Extracted data section start
//! Predicate refutation over block statistics.
//!
//! Pruning asks one question per block: given that every non-null value of a
//! column falls in `[minimum, maximum]`, can the scan's predicates possibly
//! hold for some row? The answer must be one-sided: "unsatisfiable" may only
//! be returned when provably true, while "maybe" is always safe and merely
//! reads more blocks. Evaluation never fails; anything it cannot reason about
//! is treated as satisfiable.

use std::cmp::Ordering;

use crate::schema::{ColumnKind, Value};

/// Comparison operator of a scan predicate.
#[derive(Debug, Clone, Copy, PartialEq, Eq)]
pub enum CompareOp {
    /// Equal.
    Eq,
    /// Not equal.
    NotEq,
    /// Less than.
    Lt,
    /// Less than or equal.
    LtEq,
    /// Greater than.
    Gt,
    /// Greater than or equal.
    GtEq,
}

/// One conjunct of a scan's predicate set: `column <op> value`.
///
/// Predicates combine with AND semantics; a row matches when every predicate
/// holds. Null rows match no predicate.
#[derive(Debug, Clone, PartialEq)]
pub struct Predicate {
    /// Table column index the predicate constrains.
    pub column: usize,
    /// Comparison operator.
    pub op: CompareOp,
    /// Comparison operand.
    pub value: Value,
}

impl Predicate {
    /// Create a predicate.
    pub fn new(column: usize, op: CompareOp, value: Value) -> Self {
        Self { column, op, value }
    }
}

/// The accumulated range of one column over one block: every non-null row
/// satisfies `minimum ≤ value ≤ maximum`.
#[derive(Debug, Clone, PartialEq)]
pub struct ColumnRange {
    /// Table column index the range describes.
    pub column: usize,
    /// Smallest non-null value in the block.
    pub minimum: Value,
    /// Largest non-null value in the block.
    pub maximum: Value,
}

impl ColumnRange {
    /// Create a range constraint.
    pub fn new(column: usize, minimum: Value, maximum: Value) -> Self {
        Self {
            column,
            minimum,
            maximum,
        }
    }
}

/// Decides whether a predicate set is provably false over a block's range.
///
/// Implementations must be pure and side-effect free, and may always return
/// `false` when unsure. Returning `true` for a block that contains a matching
/// row is a correctness bug, not a performance issue.
pub trait PredicateEvaluator: Send + Sync {
    /// Whether this evaluator can reason about values of `kind`. Columns of
    /// unsupported kinds contribute no pruning.
    fn supports(&self, kind: ColumnKind) -> bool;

    /// Whether `predicates` (AND semantics) can be satisfied by no value in
    /// `range`.
    fn is_unsatisfiable(&self, range: &ColumnRange, predicates: &[Predicate]) -> bool;
}

/// Built-in evaluator comparing predicate operands against block min/max.
///
/// Handles every [`CompareOp`] over the ordered column kinds. Predicates on
/// other columns, operands of a different kind than the range, and unordered
/// kinds all conservatively decline to refute.
#[derive(Debug, Clone, Copy, Default)]
pub struct MinMaxEvaluator;

impl MinMaxEvaluator {
    fn refutes(&self, range: &ColumnRange, predicate: &Predicate) -> bool {
        if predicate.column != range.column {
            return false;
        }
        // Kind mismatches surface here as None and decline to refute.
        let (Some(to_min), Some(to_max)) = (
            predicate.value.compare(&range.minimum),
            predicate.value.compare(&range.maximum),
        ) else {
            return false;
        };

        match predicate.op {
            // No value in [min, max] equals the operand.
            CompareOp::Eq => to_min == Ordering::Less || to_max == Ordering::Greater,
            // Every non-null value equals the operand.
            CompareOp::NotEq => to_min == Ordering::Equal && to_max == Ordering::Equal,
            // col < v needs min < v.
            CompareOp::Lt => matches!(to_min, Ordering::Less | Ordering::Equal),
            // col <= v needs min <= v.
            CompareOp::LtEq => to_min == Ordering::Less,
            // col > v needs max > v.
            CompareOp::Gt => matches!(to_max, Ordering::Greater | Ordering::Equal),
            // col >= v needs max >= v.
            CompareOp::GtEq => to_max == Ordering::Greater,
        }
    }
}

impl PredicateEvaluator for MinMaxEvaluator {
    fn supports(&self, kind: ColumnKind) -> bool {
        kind.is_ordered()
    }

    fn is_unsatisfiable(&self, range: &ColumnRange, predicates: &[Predicate]) -> bool {
        predicates
            .iter()
            .any(|predicate| self.refutes(range, predicate))
    }
}

#[cfg(test)]
mod tests {
    use super::*;

    fn int_range(min: i64, max: i64) -> ColumnRange {
        ColumnRange::new(0, Value::Int64(min), Value::Int64(max))
    }

    fn int_predicate(op: CompareOp, value: i64) -> Predicate {
        Predicate::new(0, op, Value::Int64(value))
    }

    fn refuted(range: &ColumnRange, predicate: Predicate) -> bool {
        MinMaxEvaluator.is_unsatisfiable(range, &[predicate])
    }

    #[test]
    fn test_eq_refutation() {
        let range = int_range(10, 20);
        assert!(refuted(&range, int_predicate(CompareOp::Eq, 9)));
        assert!(refuted(&range, int_predicate(CompareOp::Eq, 21)));
        assert!(!refuted(&range, int_predicate(CompareOp::Eq, 10)));
        assert!(!refuted(&range, int_predicate(CompareOp::Eq, 15)));
        assert!(!refuted(&range, int_predicate(CompareOp::Eq, 20)));
    }

    #[test]
    fn test_not_eq_refutation() {
        let constant = int_range(5, 5);
        assert!(refuted(&constant, int_predicate(CompareOp::NotEq, 5)));
        assert!(!refuted(&constant, int_predicate(CompareOp::NotEq, 6)));

        let spread = int_range(5, 7);
        assert!(!refuted(&spread, int_predicate(CompareOp::NotEq, 5)));
    }

    #[test]
    fn test_lt_refutation() {
        let range = int_range(10, 20);
        assert!(refuted(&range, int_predicate(CompareOp::Lt, 10)));
        assert!(refuted(&range, int_predicate(CompareOp::Lt, 9)));
        assert!(!refuted(&range, int_predicate(CompareOp::Lt, 11)));
    }

    #[test]
    fn test_lt_eq_refutation() {
        let range = int_range(10, 20);
        assert!(refuted(&range, int_predicate(CompareOp::LtEq, 9)));
        assert!(!refuted(&range, int_predicate(CompareOp::LtEq, 10)));
    }

    #[test]
    fn test_gt_refutation() {
        let range = int_range(10, 20);
        assert!(refuted(&range, int_predicate(CompareOp::Gt, 20)));
        assert!(refuted(&range, int_predicate(CompareOp::Gt, 25)));
        assert!(!refuted(&range, int_predicate(CompareOp::Gt, 19)));
    }

    #[test]
    fn test_gt_eq_refutation() {
        let range = int_range(10, 20);
        assert!(refuted(&range, int_predicate(CompareOp::GtEq, 21)));
        assert!(!refuted(&range, int_predicate(CompareOp::GtEq, 20)));
    }

    #[test]
    fn test_and_semantics_any_refuted_conjunct_suffices() {
        let range = int_range(10, 20);
        let predicates = vec![
            int_predicate(CompareOp::GtEq, 15),
            int_predicate(CompareOp::Eq, 100),
        ];
        assert!(MinMaxEvaluator.is_unsatisfiable(&range, &predicates));
    }

    #[test]
    fn test_empty_predicate_set_is_satisfiable() {
        assert!(!MinMaxEvaluator.is_unsatisfiable(&int_range(0, 1), &[]));
    }

    #[test]
    fn test_other_column_predicates_are_ignored() {
        let range = int_range(10, 20);
        let predicate = Predicate::new(3, CompareOp::Eq, Value::Int64(999));
        assert!(!MinMaxEvaluator.is_unsatisfiable(&range, &[predicate]));
    }

    #[test]
    fn test_kind_mismatch_declines_to_refute() {
        let range = int_range(10, 20);
        let predicate = Predicate::new(0, CompareOp::Eq, Value::Text("9".to_string()));
        assert!(!MinMaxEvaluator.is_unsatisfiable(&range, &[predicate]));
    }

    #[test]
    fn test_text_ranges_prune() {
        let range = ColumnRange::new(
            0,
            Value::Text("apple".to_string()),
            Value::Text("melon".to_string()),
        );
        let refute = Predicate::new(0, CompareOp::Eq, Value::Text("zebra".to_string()));
        let keep = Predicate::new(0, CompareOp::Eq, Value::Text("banana".to_string()));
        assert!(MinMaxEvaluator.is_unsatisfiable(&range, &[refute]));
        assert!(!MinMaxEvaluator.is_unsatisfiable(&range, &[keep]));
    }

    #[test]
    fn test_binary_kind_is_unsupported() {
        assert!(!MinMaxEvaluator.supports(ColumnKind::Binary));
        assert!(MinMaxEvaluator.supports(ColumnKind::Text));
        assert!(MinMaxEvaluator.supports(ColumnKind::Float64));
    }

    #[test]
    fn test_float_ranges_prune() {
        let range = ColumnRange::new(0, Value::Float64(0.5), Value::Float64(2.5));
        let refute = Predicate::new(0, CompareOp::Gt, Value::Float64(2.5));
        let keep = Predicate::new(0, CompareOp::Gt, Value::Float64(2.4));
        assert!(MinMaxEvaluator.is_unsatisfiable(&range, &[refute]));
        assert!(!MinMaxEvaluator.is_unsatisfiable(&range, &[keep]));
    }
}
Extracted data section end
# About this task:
Identify each line in the records above containing the word "keep"; copy those lines.

# Solution to the problem:
        let keep = Predicate::new(0, CompareOp::Eq, Value::Text("banana".to_string()));
        assert!(!MinMaxEvaluator.is_unsatisfiable(&range, &[keep]));
        let keep = Predicate::new(0, CompareOp::Gt, Value::Float64(2.4));
        assert!(!MinMaxEvaluator.is_unsatisfiable(&range, &[keep]));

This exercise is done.